[Items listed in a dataset]
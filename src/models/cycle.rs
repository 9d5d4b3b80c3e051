//! Closed tour sequence.

use std::collections::HashSet;

use serde::{Deserialize, Serialize};

use crate::cost::CostOracle;
use crate::error::{Result, TourError};

use super::Node;

/// A closed tour `[v0, v1, ..., v(n-1), v0]` over distinct nodes.
///
/// The first and last entries are always the same node and no other node
/// repeats. Rotation and segment reversal work in place on the open part
/// `[v0, ..., v(n-1)]` and then rewrite the closing entry, so neither
/// allocates.
///
/// # Examples
///
/// ```
/// use u_tour::models::Cycle;
///
/// let cycle = Cycle::from_open(vec!['A', 'B', 'C']).unwrap();
/// assert_eq!(cycle.nodes(), &['A', 'B', 'C', 'A']);
/// assert_eq!(cycle.num_nodes(), 3);
///
/// let rotated = cycle.reorder(&'B').unwrap();
/// assert_eq!(rotated.nodes(), &['B', 'C', 'A', 'B']);
/// ```
#[derive(Debug, Clone, PartialEq, Eq, Serialize, Deserialize)]
#[serde(
    try_from = "Vec<N>",
    into = "Vec<N>",
    bound(serialize = "N: Node + Serialize", deserialize = "N: Node + Deserialize<'de>")
)]
pub struct Cycle<N> {
    nodes: Vec<N>,
}

impl<N: Node> Cycle<N> {
    /// Builds a cycle from a closed sequence whose last entry repeats the first.
    ///
    /// Fails with [`TourError::EmptyCycle`] below two entries and with
    /// [`TourError::InvalidCycle`] if the sequence is open or revisits a node.
    pub fn from_closed(nodes: Vec<N>) -> Result<Self> {
        if nodes.len() < 2 {
            return Err(TourError::EmptyCycle { len: nodes.len() });
        }
        if nodes[0] != nodes[nodes.len() - 1] {
            return Err(TourError::InvalidCycle(format!(
                "first entry {:?} differs from last entry {:?}",
                nodes[0],
                nodes[nodes.len() - 1]
            )));
        }
        let mut seen = HashSet::with_capacity(nodes.len());
        for node in &nodes[..nodes.len() - 1] {
            if !seen.insert(node) {
                return Err(TourError::InvalidCycle(format!(
                    "node {node:?} is visited more than once"
                )));
            }
        }
        Ok(Self { nodes })
    }

    /// Builds a cycle from an open visiting order, appending the closing entry.
    pub fn from_open(mut nodes: Vec<N>) -> Result<Self> {
        match nodes.first() {
            Some(first) => {
                let first = first.clone();
                nodes.push(first);
                Self::from_closed(nodes)
            }
            None => Err(TourError::EmptyCycle { len: 0 }),
        }
    }

    /// The full closed sequence, including the closing duplicate.
    pub fn nodes(&self) -> &[N] {
        &self.nodes
    }

    /// Consumes the cycle, returning the closed sequence.
    pub fn into_nodes(self) -> Vec<N> {
        self.nodes
    }

    /// Number of entries, including the closing duplicate.
    pub fn len(&self) -> usize {
        self.nodes.len()
    }

    /// Always `false`: a cycle holds at least one node and its closing entry.
    pub fn is_empty(&self) -> bool {
        self.nodes.is_empty()
    }

    /// Number of distinct nodes on the tour.
    pub fn num_nodes(&self) -> usize {
        self.nodes.len() - 1
    }

    /// The start (and end) node.
    pub fn first(&self) -> &N {
        &self.nodes[0]
    }

    /// Position of `node` in the open part of the sequence.
    pub fn position(&self, node: &N) -> Option<usize> {
        self.open().iter().position(|n| n == node)
    }

    /// Returns `true` if `node` is on the tour.
    pub fn contains(&self, node: &N) -> bool {
        self.position(node).is_some()
    }

    /// Consecutive arcs `(v_i, v_i+1)` in traversal order.
    pub fn edges(&self) -> impl Iterator<Item = (&N, &N)> + '_ {
        self.nodes.windows(2).map(|w| (&w[0], &w[1]))
    }

    /// Total cost: the sum of oracle lookups over consecutive arcs.
    ///
    /// The one-node loop `[a, a]` costs 0 without a lookup for `(a, a)`.
    pub fn cost<C: CostOracle<N> + ?Sized>(&self, costs: &C) -> Result<f64> {
        if self.num_nodes() < 2 {
            return Ok(0.0);
        }
        self.edges()
            .try_fold(0.0, |total, (tail, head)| -> Result<f64> {
                Ok(total + costs.cost(tail, head)?)
            })
    }

    /// Returns `true` if the tour visits exactly the nodes of `universe`.
    pub fn is_tour_of(&self, universe: &[N]) -> bool {
        let expected: HashSet<&N> = universe.iter().collect();
        expected.len() == self.num_nodes() && self.open().iter().all(|n| expected.contains(n))
    }

    /// Rotates the tour in place so that it starts and ends at `start`.
    pub fn rotate_to(&mut self, start: &N) -> Result<()> {
        let idx = self
            .position(start)
            .ok_or_else(|| TourError::node_not_found(start))?;
        self.rotate_open(idx);
        Ok(())
    }

    /// Returns an equivalent tour that starts and ends at `start`.
    ///
    /// The arc set and total cost are unchanged.
    pub fn reorder(&self, start: &N) -> Result<Self> {
        let mut rotated = self.clone();
        rotated.rotate_to(start)?;
        Ok(rotated)
    }

    /// Reverses the path `a, ..., b` in place (the 2-opt move).
    ///
    /// The tour is first rotated to start at the predecessor of `a`, then
    /// the run from `a` through `b` is reversed, so the result starts and
    /// ends at `pred(a)`. Arcs `(pred(a), a)` and `(b, succ(b))` are
    /// replaced by `(pred(a), b)` and `(a, succ(b))`.
    ///
    /// A cycle with fewer than 5 entries has no 2-opt move: it is left
    /// untouched and [`TourError::DegenerateFlip`] is returned.
    ///
    /// # Examples
    ///
    /// ```
    /// use u_tour::models::Cycle;
    ///
    /// let mut cycle = Cycle::from_open(vec![1, 2, 3, 4, 5]).unwrap();
    /// cycle.flip(&2, &4).unwrap();
    /// assert_eq!(cycle.nodes(), &[1, 4, 3, 2, 5, 1]);
    /// ```
    pub fn flip(&mut self, a: &N, b: &N) -> Result<()> {
        if self.nodes.len() < 5 {
            tracing::warn!(
                len = self.nodes.len(),
                cycle = ?self.nodes,
                "cycle with fewer than 4 nodes cannot be flipped"
            );
            return Err(TourError::DegenerateFlip {
                len: self.nodes.len(),
            });
        }
        let a_idx = self.position(a).ok_or_else(|| TourError::node_not_found(a))?;
        let b_idx = self.position(b).ok_or_else(|| TourError::node_not_found(b))?;

        let open = self.num_nodes();
        let pred_idx = (a_idx + open - 1) % open;
        self.rotate_open(pred_idx);

        let b_idx = (b_idx + open - pred_idx) % open;
        if b_idx > 1 {
            self.nodes[1..=b_idx].reverse();
        }
        Ok(())
    }

    /// Splices `node` in directly after `pred`.
    pub fn insert_after(&mut self, pred: &N, node: N) -> Result<()> {
        if self.contains(&node) {
            return Err(TourError::DuplicateNode {
                node: format!("{node:?}"),
            });
        }
        let idx = self
            .position(pred)
            .ok_or_else(|| TourError::node_not_found(pred))?;
        self.nodes.insert(idx + 1, node);
        Ok(())
    }

    fn open(&self) -> &[N] {
        &self.nodes[..self.nodes.len() - 1]
    }

    fn rotate_open(&mut self, idx: usize) {
        if idx == 0 {
            return;
        }
        let open = self.num_nodes();
        self.nodes[..open].rotate_left(idx);
        self.nodes[open] = self.nodes[0].clone();
    }
}

impl<N: Node> TryFrom<Vec<N>> for Cycle<N> {
    type Error = TourError;

    fn try_from(nodes: Vec<N>) -> Result<Self> {
        Self::from_closed(nodes)
    }
}

impl<N> From<Cycle<N>> for Vec<N> {
    fn from(cycle: Cycle<N>) -> Self {
        cycle.nodes
    }
}

#[cfg(test)]
mod tests {
    use super::*;
    use crate::cost::CostTable;

    fn square_costs() -> CostTable<char> {
        // Unit square A(0,0) B(1,0) C(1,1) D(0,1).
        let diag = 2f64.sqrt();
        let mut costs = CostTable::new();
        costs.insert_symmetric('A', 'B', 1.0);
        costs.insert_symmetric('B', 'C', 1.0);
        costs.insert_symmetric('C', 'D', 1.0);
        costs.insert_symmetric('D', 'A', 1.0);
        costs.insert_symmetric('A', 'C', diag);
        costs.insert_symmetric('B', 'D', diag);
        costs
    }

    #[test]
    fn test_from_closed_valid() {
        let cycle = Cycle::from_closed(vec![1, 2, 3, 1]).expect("valid");
        assert_eq!(cycle.len(), 4);
        assert_eq!(cycle.num_nodes(), 3);
        assert_eq!(*cycle.first(), 1);
    }

    #[test]
    fn test_from_closed_rejects_open() {
        assert!(matches!(
            Cycle::from_closed(vec![1, 2, 3]),
            Err(TourError::InvalidCycle(_))
        ));
    }

    #[test]
    fn test_from_closed_rejects_revisit() {
        assert!(matches!(
            Cycle::from_closed(vec![1, 2, 1, 3, 1]),
            Err(TourError::InvalidCycle(_))
        ));
    }

    #[test]
    fn test_from_closed_too_short() {
        assert_eq!(
            Cycle::from_closed(vec![1]),
            Err(TourError::EmptyCycle { len: 1 })
        );
        assert_eq!(
            Cycle::<u8>::from_open(vec![]),
            Err(TourError::EmptyCycle { len: 0 })
        );
    }

    #[test]
    fn test_cost_sums_arcs() {
        let cycle = Cycle::from_open(vec!['A', 'B', 'C', 'D']).expect("valid");
        assert!((cycle.cost(&square_costs()).expect("complete") - 4.0).abs() < 1e-10);
    }

    #[test]
    fn test_cost_single_node_loop() {
        let cycle = Cycle::from_open(vec!['A']).expect("valid");
        assert_eq!(cycle.cost(&CostTable::new()), Ok(0.0));
    }

    #[test]
    fn test_cost_missing_arc() {
        let mut costs = CostTable::new();
        costs.insert('A', 'B', 1.0);
        let cycle = Cycle::from_open(vec!['A', 'B']).expect("valid");
        assert_eq!(
            cycle.cost(&costs),
            Err(TourError::MissingEdgeCost {
                tail: "'B'".into(),
                head: "'A'".into()
            })
        );
    }

    #[test]
    fn test_reorder() {
        let cycle = Cycle::from_open(vec![1, 2, 3, 4]).expect("valid");
        let rotated = cycle.reorder(&3).expect("present");
        assert_eq!(rotated.nodes(), &[3, 4, 1, 2, 3]);
        assert_eq!(rotated.reorder(&3).expect("present"), rotated);
        assert_eq!(rotated.reorder(&1).expect("present"), cycle);
    }

    #[test]
    fn test_reorder_preserves_cost() {
        let costs = square_costs();
        let cycle = Cycle::from_open(vec!['A', 'C', 'B', 'D']).expect("valid");
        let before = cycle.cost(&costs).expect("complete");
        for start in ['A', 'B', 'C', 'D'] {
            let after = cycle.reorder(&start).expect("present").cost(&costs).expect("complete");
            assert!((before - after).abs() < 1e-10);
        }
    }

    #[test]
    fn test_reorder_missing_node() {
        let cycle = Cycle::from_open(vec![1, 2, 3]).expect("valid");
        assert_eq!(
            cycle.reorder(&9),
            Err(TourError::NodeNotFound { node: "9".into() })
        );
    }

    #[test]
    fn test_flip_inner_segment() {
        let mut cycle = Cycle::from_open(vec![1, 2, 3, 4, 5]).expect("valid");
        cycle.flip(&2, &4).expect("flippable");
        assert_eq!(cycle.nodes(), &[1, 4, 3, 2, 5, 1]);
    }

    #[test]
    fn test_flip_rotates_to_predecessor() {
        let mut cycle = Cycle::from_open(vec![1, 2, 3, 4, 5]).expect("valid");
        cycle.flip(&3, &5).expect("flippable");
        assert_eq!(cycle.nodes(), &[2, 5, 4, 3, 1, 2]);
    }

    #[test]
    fn test_flip_wraps_at_start() {
        // pred(1) is 5, so the run 1, 2 is reversed after rotating to 5.
        let mut cycle = Cycle::from_open(vec![1, 2, 3, 4, 5]).expect("valid");
        cycle.flip(&1, &2).expect("flippable");
        assert_eq!(cycle.nodes(), &[5, 2, 1, 3, 4, 5]);
    }

    #[test]
    fn test_flip_uncrosses_square() {
        let costs = square_costs();
        let mut cycle = Cycle::from_open(vec!['A', 'C', 'B', 'D']).expect("valid");
        cycle.flip(&'C', &'B').expect("flippable");
        assert_eq!(cycle.nodes(), &['A', 'B', 'C', 'D', 'A']);
        assert!((cycle.cost(&costs).expect("complete") - 4.0).abs() < 1e-10);
    }

    #[test]
    fn test_flip_degenerate() {
        let mut cycle = Cycle::from_open(vec![1, 2, 3]).expect("valid");
        let before = cycle.clone();
        assert_eq!(cycle.flip(&1, &2), Err(TourError::DegenerateFlip { len: 4 }));
        assert_eq!(cycle, before);
    }

    #[test]
    fn test_flip_missing_node_leaves_cycle() {
        let mut cycle = Cycle::from_open(vec![1, 2, 3, 4]).expect("valid");
        let before = cycle.clone();
        assert!(matches!(
            cycle.flip(&2, &7),
            Err(TourError::NodeNotFound { .. })
        ));
        assert_eq!(cycle, before);
    }

    #[test]
    fn test_insert_after() {
        let mut cycle = Cycle::from_open(vec!['A', 'B']).expect("valid");
        cycle.insert_after(&'B', 'C').expect("insertable");
        assert_eq!(cycle.nodes(), &['A', 'B', 'C', 'A']);
        cycle.insert_after(&'A', 'D').expect("insertable");
        assert_eq!(cycle.nodes(), &['A', 'D', 'B', 'C', 'A']);
    }

    #[test]
    fn test_insert_after_duplicate() {
        let mut cycle = Cycle::from_open(vec!['A', 'B']).expect("valid");
        assert!(matches!(
            cycle.insert_after(&'A', 'B'),
            Err(TourError::DuplicateNode { .. })
        ));
        assert!(matches!(
            cycle.insert_after(&'Z', 'C'),
            Err(TourError::NodeNotFound { .. })
        ));
    }

    #[test]
    fn test_is_tour_of() {
        let cycle = Cycle::from_open(vec![3, 1, 2]).expect("valid");
        assert!(cycle.is_tour_of(&[1, 2, 3]));
        assert!(!cycle.is_tour_of(&[1, 2, 3, 4]));
        assert!(!cycle.is_tour_of(&[1, 2]));
    }

    #[test]
    fn test_serde_closed_list() {
        let cycle = Cycle::from_open(vec![1, 2, 3]).expect("valid");
        let json = serde_json::to_string(&cycle).expect("serializable");
        assert_eq!(json, "[1,2,3,1]");
        let back: Cycle<i32> = serde_json::from_str(&json).expect("valid cycle");
        assert_eq!(back, cycle);
        assert!(serde_json::from_str::<Cycle<i32>>("[1,2,3]").is_err());
    }
}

> _ABOUT THIS EXERCISE_
Set the lines down exactly, from the first line of the records to the line where "no other node" appears, with both ends kept.

> _EXERCISE ANSWER_
filename src/models/cycle.rs
repository 9d5d4b3b80c3e051
//! Closed tour sequence.

use std::collections::HashSet;

use serde::{Deserialize, Serialize};

use crate::cost::CostOracle;
use crate::error::{Result, TourError};

use super::Node;

/// A closed tour `[v0, v1, ..., v(n-1), v0]` over distinct nodes.
///
/// The first and last entries are always the same node and no other node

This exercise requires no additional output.